By John Young
It wasn’t “meddling.” It wasn’t “interference.” It was “an attack” on our democracy: Robert Mueller.
It wasn’t one “400-pound guy” on a couch: Donald Trump. It wasn’t “a couple of Facebook ads”: Jared Kushner.
It was a systematic operation by a foreign government that helped Trump become our president.
Mueller has no doubt about what Russia did, and he left none when finally speaking about it.
Trump’s role in all this? Not simply to throw shade. Not simply to deflect. Not simply to spew reality-show bombast. No, his role was and is to obstruct. That’s a crime.
How different this is to hear in Mueller’s gravel, not Bill Barr’s Rudy Vallee falsetto.
As Mueller implied when no one could parse his words for him — sorry, Fox News; sorry, water-carrier Lindsey Graham — the crime of obstruction is very much on the table for Congress to probe.
Republicans know Trump did everything in his power to stop the investigation. He fired the FBI director. He pressured people to not cooperate. He lied over and over about numerous contacts with Russians, especially one in his very own high-rise in a meeting convened by his son.
No collusion? Mueller only says that there was “insufficient evidence” to say one way or the other. That doesn’t mean it didn’t happen.
The first act of clear collusion was Michael Flynn’s offer to ease sanctions. Trump’s effort to block the investigation of Flynn — by firing FBI director James Comey — was what begat the Mueller probe in the first place.
By the way, anyone who assumes Trump did not know what his national security adviser-to-be was doing is gullible enough to . . . to believe anything else our liar-in-chief says.
So Don Jr. and other key campaign officials met with a Russian contingent in Trump Tower — mere elevator dings below Mr. Big. And he didn’t know about it? And he didn’t poke his head in the room to talk, um, adoption? (If that wasn’t the reason for the meeting, why concoct an alibi, Mr. B?)

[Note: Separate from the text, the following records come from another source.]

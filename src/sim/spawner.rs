//! Enemy spawner
//!
//! A self-rescheduling timer on its own millisecond clock. It runs beside the
//! frame step rather than inside it: the host advances it with wall time.

use glam::Vec2;
use rand::Rng;
use serde::{Deserialize, Serialize};

use super::archetype::EnemyArchetype;
use super::state::{GameEvent, GameState};
use crate::consts::SPAWN_MARGIN;

/// Upper bound on spawns fired by one `advance` call (long hitches)
const MAX_SPAWNS_PER_ADVANCE: u32 = 8;

/// Pending spawn timer
#[derive(Debug, Clone, Default, Serialize, Deserialize)]
pub struct Spawner {
    /// Milliseconds until the next tick (None = suspended)
    pub next_in_ms: Option<f32>,
}

impl Spawner {
    pub fn schedule(&mut self, delay_ms: f32) {
        self.next_in_ms = Some(delay_ms.max(0.0));
    }

    pub fn suspend(&mut self) {
        self.next_in_ms = None;
    }

    pub fn is_suspended(&self) -> bool {
        self.next_in_ms.is_none()
    }
}

/// What a spawner tick did
#[derive(Debug, Clone, Copy, PartialEq, Eq)]
pub enum SpawnOutcome {
    /// Not playing, or a boss is alive
    Skipped,
    Regular { id: u32, archetype: EnemyArchetype },
    Boss { id: u32 },
}

/// Run the spawn timer forward by `elapsed_ms`, firing due ticks
pub fn advance(state: &mut GameState, elapsed_ms: f32) -> Vec<GameEvent> {
    if !state.is_playing() {
        return Vec::new();
    }

    let mut remaining = elapsed_ms.max(0.0);
    let mut fired = 0;
    while let Some(due) = state.spawner.next_in_ms {
        if due > remaining {
            state.spawner.next_in_ms = Some(due - remaining);
            break;
        }
        remaining -= due;
        state.spawner.suspend();
        spawn_tick(state);

        fired += 1;
        if fired >= MAX_SPAWNS_PER_ADVANCE {
            break;
        }
    }

    state.take_events()
}

/// One spawner tick. Reschedules itself after regular spawns only.
pub fn spawn_tick(state: &mut GameState) -> SpawnOutcome {
    if !state.is_playing() || state.boss_active {
        return SpawnOutcome::Skipped;
    }

    if state.boss_pending {
        let pos = edge_position(state);
        let id = state.spawn_enemy(EnemyArchetype::Boss, pos);
        state.boss_pending = false;
        state.boss_active = true;
        state.spawner.suspend();
        state.emit(GameEvent::BossSpawned { id });
        log::info!("Boss #{} spawned at level {}", id, state.player.level);
        return SpawnOutcome::Boss { id };
    }

    let archetype = pick_archetype(state);
    let pos = edge_position(state);
    let id = state.spawn_enemy(archetype, pos);

    let delay = state.config.spawn_delay_ms(state.difficulty());
    state.spawner.schedule(delay);

    SpawnOutcome::Regular { id, archetype }
}

/// Weighted roll over the archetypes unlocked at the current level
fn pick_archetype(state: &mut GameState) -> EnemyArchetype {
    let level = state.player.level;
    let total: u32 = state
        .config
        .enemy_mix
        .iter()
        .filter(|w| w.min_level <= level)
        .map(|w| w.weight)
        .sum();
    if total == 0 {
        return EnemyArchetype::Hunter;
    }

    let mut roll = state.rng.random_range(0..total);
    for entry in state.config.enemy_mix.iter().filter(|w| w.min_level <= level) {
        if roll < entry.weight {
            return entry.archetype;
        }
        roll -= entry.weight;
    }
    EnemyArchetype::Hunter
}

/// Random point just outside one of the four viewport edges
fn edge_position(state: &mut GameState) -> Vec2 {
    let size = state.config.viewport;
    let side = state.rng.random_range(0..4);
    let along_x = state.rng.random::<f32>() * size.x;
    let along_y = state.rng.random::<f32>() * size.y;
    match side {
        0 => Vec2::new(along_x, -SPAWN_MARGIN),
        1 => Vec2::new(size.x + SPAWN_MARGIN, along_y),
        2 => Vec2::new(along_x, size.y + SPAWN_MARGIN),
        _ => Vec2::new(-SPAWN_MARGIN, along_y),
    }
}
//! Deterministic simulation module
//!
//! All gameplay logic lives here. This module must be pure and deterministic:
//! - Seeded RNG only (stored in the state)
//! - Stable iteration order (entities are kept in id order)
//! - No rendering, DOM or platform dependencies

pub mod archetype;
pub mod autopilot;
pub mod collision;
pub mod fire;
pub mod hud;
pub mod spawner;
pub mod state;
pub mod tick;

pub use archetype::{ArchetypeParams, ArchetypeTable, EnemyArchetype};
pub use autopilot::{AutopilotCommand, autopilot};
pub use fire::{can_fire, fire};
pub use hud::{HudAlert, HudSnapshot};
pub use spawner::{SpawnOutcome, Spawner, spawn_tick};
pub use state::{
    DamageText, Enemy, EntityKind, GameEvent, GamePhase, GameState, Owner, Particle, Pickup,
    PickupKind, Player, Projectile,
};
pub use tick::{TickInput, tick};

Then there are the questions about the info-dump by Wikileaks of criminally obtained e-mails at the same time that Trump was saying, “Russia, if you’re listening . . .”
Put all that aside for a moment, as Team Trump wants us to, but which Democrats in Congress should not.
If Trump is not in cahoots with his godfather in the Kremlin, when is he going to do something about the crime that Mueller, several grand juries and our intelligence agencies ascribe to Russia?
On several occasions, he’s said that President Obama should have done more about these matters. What has he done considering what we know, what he knows?
One thing Mueller’s comments should put to bed is the portrayal of the investigation in sinister tones — “spying,” “Deep State” machinations. No, this was about a crime involving a foreign adversary. This is the crime of the century. Any surveillance was legal and justified.
So, too, with the right’s denunciation of “fake news” to discredit what probing media reported. As more than one analysis has pointed out, the Mueller report essentially affirmed the heroic efforts of the Washington press and all those seeking truth about this deceitful president.
That takes us back to the crime of obstruction. We didn’t need Mueller to tell us what we have seen with our own eyes. This president has done his utmost to undermine the probe.
“When a subject of an investigation obstructs that investigation or lies to investigators, it strikes at their government’s effort to find the truth and hold wrongdoers accountable”: Robert Mueller.
If no collusion, no need for obstruction, and no need for Mueller to use his own inflection to tell Congress: I did my job. Do yours.